*** Begin section ***

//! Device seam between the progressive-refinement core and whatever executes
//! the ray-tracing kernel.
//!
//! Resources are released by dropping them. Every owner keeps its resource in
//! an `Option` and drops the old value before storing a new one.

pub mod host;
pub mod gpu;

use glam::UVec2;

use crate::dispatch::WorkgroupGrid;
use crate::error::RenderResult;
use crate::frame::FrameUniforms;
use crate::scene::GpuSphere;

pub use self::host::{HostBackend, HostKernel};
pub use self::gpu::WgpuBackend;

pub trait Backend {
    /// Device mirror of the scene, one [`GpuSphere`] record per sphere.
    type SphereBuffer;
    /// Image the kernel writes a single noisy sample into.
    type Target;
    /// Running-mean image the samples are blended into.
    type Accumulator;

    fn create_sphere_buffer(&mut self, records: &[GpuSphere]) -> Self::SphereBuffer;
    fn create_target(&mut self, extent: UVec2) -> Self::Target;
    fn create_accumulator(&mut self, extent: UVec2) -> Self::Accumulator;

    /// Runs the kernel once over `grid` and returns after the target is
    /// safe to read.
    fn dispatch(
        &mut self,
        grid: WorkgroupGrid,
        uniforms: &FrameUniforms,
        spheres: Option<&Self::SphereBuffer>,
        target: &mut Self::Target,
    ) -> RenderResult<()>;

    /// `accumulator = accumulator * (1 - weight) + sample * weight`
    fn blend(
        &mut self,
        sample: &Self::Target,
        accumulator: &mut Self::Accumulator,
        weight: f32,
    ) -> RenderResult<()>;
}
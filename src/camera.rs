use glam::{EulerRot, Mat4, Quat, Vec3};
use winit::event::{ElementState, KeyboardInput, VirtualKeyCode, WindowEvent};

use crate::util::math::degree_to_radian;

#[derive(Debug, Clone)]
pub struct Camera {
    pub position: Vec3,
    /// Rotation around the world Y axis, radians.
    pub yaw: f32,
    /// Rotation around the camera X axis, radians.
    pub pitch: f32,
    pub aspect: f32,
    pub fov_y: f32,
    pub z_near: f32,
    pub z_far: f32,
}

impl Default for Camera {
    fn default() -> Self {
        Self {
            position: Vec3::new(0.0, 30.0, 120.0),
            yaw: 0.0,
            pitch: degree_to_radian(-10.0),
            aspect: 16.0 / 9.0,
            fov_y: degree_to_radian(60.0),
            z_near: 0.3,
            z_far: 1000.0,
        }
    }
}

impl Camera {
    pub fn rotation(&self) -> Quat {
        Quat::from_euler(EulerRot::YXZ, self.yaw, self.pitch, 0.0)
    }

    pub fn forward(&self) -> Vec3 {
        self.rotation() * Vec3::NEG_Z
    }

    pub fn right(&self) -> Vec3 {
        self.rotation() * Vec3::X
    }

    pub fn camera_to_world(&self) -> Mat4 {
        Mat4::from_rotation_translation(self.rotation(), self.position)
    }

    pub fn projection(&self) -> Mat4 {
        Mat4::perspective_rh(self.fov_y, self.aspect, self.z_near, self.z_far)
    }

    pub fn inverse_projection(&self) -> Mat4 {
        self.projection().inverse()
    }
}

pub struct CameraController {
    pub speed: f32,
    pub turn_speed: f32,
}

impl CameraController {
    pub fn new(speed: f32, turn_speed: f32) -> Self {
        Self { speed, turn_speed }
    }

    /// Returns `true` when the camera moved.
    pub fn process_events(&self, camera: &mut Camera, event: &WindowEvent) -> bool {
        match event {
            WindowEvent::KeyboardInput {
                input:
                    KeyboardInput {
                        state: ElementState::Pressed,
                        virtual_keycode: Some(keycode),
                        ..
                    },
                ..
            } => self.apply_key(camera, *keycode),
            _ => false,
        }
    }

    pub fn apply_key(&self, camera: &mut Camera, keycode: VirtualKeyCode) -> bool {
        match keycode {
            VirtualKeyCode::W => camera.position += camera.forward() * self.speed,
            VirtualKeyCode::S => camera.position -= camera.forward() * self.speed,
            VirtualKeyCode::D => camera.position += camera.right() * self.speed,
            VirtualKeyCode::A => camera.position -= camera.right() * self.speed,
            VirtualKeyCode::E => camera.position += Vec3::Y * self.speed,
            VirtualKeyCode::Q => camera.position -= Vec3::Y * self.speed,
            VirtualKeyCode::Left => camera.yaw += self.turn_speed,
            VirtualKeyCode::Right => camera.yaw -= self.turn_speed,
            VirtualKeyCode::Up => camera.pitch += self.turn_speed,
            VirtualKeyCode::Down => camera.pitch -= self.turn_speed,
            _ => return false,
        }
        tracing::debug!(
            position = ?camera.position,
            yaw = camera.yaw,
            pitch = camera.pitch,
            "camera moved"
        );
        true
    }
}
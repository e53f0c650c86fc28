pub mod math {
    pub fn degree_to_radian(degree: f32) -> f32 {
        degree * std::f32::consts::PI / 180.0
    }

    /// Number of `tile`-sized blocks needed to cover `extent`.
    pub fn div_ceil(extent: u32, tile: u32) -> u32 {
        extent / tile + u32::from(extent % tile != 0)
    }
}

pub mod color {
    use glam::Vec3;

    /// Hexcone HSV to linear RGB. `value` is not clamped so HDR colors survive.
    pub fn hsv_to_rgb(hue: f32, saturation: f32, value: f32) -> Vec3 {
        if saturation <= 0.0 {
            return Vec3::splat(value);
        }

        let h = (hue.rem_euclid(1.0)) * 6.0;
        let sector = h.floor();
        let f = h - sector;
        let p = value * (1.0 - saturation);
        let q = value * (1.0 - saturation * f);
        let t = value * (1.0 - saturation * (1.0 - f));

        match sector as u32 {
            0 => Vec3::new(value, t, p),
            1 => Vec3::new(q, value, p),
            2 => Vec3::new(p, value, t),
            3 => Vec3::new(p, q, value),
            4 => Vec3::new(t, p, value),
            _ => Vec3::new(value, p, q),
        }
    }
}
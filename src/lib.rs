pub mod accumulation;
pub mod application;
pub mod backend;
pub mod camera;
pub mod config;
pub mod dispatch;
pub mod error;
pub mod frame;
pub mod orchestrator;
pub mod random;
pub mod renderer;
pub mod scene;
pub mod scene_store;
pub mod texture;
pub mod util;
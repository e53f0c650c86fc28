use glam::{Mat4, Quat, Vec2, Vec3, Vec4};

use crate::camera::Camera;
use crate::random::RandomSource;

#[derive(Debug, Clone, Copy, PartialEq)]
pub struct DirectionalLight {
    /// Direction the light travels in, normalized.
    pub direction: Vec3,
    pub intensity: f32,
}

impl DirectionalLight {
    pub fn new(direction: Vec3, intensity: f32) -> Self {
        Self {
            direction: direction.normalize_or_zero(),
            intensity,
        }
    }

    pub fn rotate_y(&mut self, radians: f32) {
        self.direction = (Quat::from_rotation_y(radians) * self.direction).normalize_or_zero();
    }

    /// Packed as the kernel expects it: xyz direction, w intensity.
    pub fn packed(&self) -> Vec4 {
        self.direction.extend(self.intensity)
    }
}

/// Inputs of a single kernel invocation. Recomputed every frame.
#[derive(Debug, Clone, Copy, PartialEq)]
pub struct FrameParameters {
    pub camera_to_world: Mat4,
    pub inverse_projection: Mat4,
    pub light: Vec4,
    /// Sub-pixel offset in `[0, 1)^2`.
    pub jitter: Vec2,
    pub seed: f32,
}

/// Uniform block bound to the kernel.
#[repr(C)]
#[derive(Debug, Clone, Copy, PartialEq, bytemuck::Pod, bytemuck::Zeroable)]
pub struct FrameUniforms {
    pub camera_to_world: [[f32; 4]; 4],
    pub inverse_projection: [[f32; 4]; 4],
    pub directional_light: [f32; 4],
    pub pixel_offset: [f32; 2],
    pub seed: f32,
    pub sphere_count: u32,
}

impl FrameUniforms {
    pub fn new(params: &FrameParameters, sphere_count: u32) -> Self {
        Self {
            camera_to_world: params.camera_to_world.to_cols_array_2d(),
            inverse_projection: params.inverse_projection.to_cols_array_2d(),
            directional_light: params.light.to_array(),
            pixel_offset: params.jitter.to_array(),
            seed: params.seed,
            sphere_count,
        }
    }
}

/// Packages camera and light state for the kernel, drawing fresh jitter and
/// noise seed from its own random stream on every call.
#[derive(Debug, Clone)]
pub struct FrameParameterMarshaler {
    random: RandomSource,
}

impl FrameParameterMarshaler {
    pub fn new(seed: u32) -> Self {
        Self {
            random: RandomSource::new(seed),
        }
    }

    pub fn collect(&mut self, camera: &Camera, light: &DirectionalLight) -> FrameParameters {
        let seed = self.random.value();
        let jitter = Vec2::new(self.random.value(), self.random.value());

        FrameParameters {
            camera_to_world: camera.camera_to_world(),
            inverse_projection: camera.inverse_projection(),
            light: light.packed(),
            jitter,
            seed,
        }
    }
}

*** End section ***

WORK TO BE COMPLETED
Go through the entries above and say how many lines include the word "glam". Give the number only.

ANSWER TO THE EXERCISE
4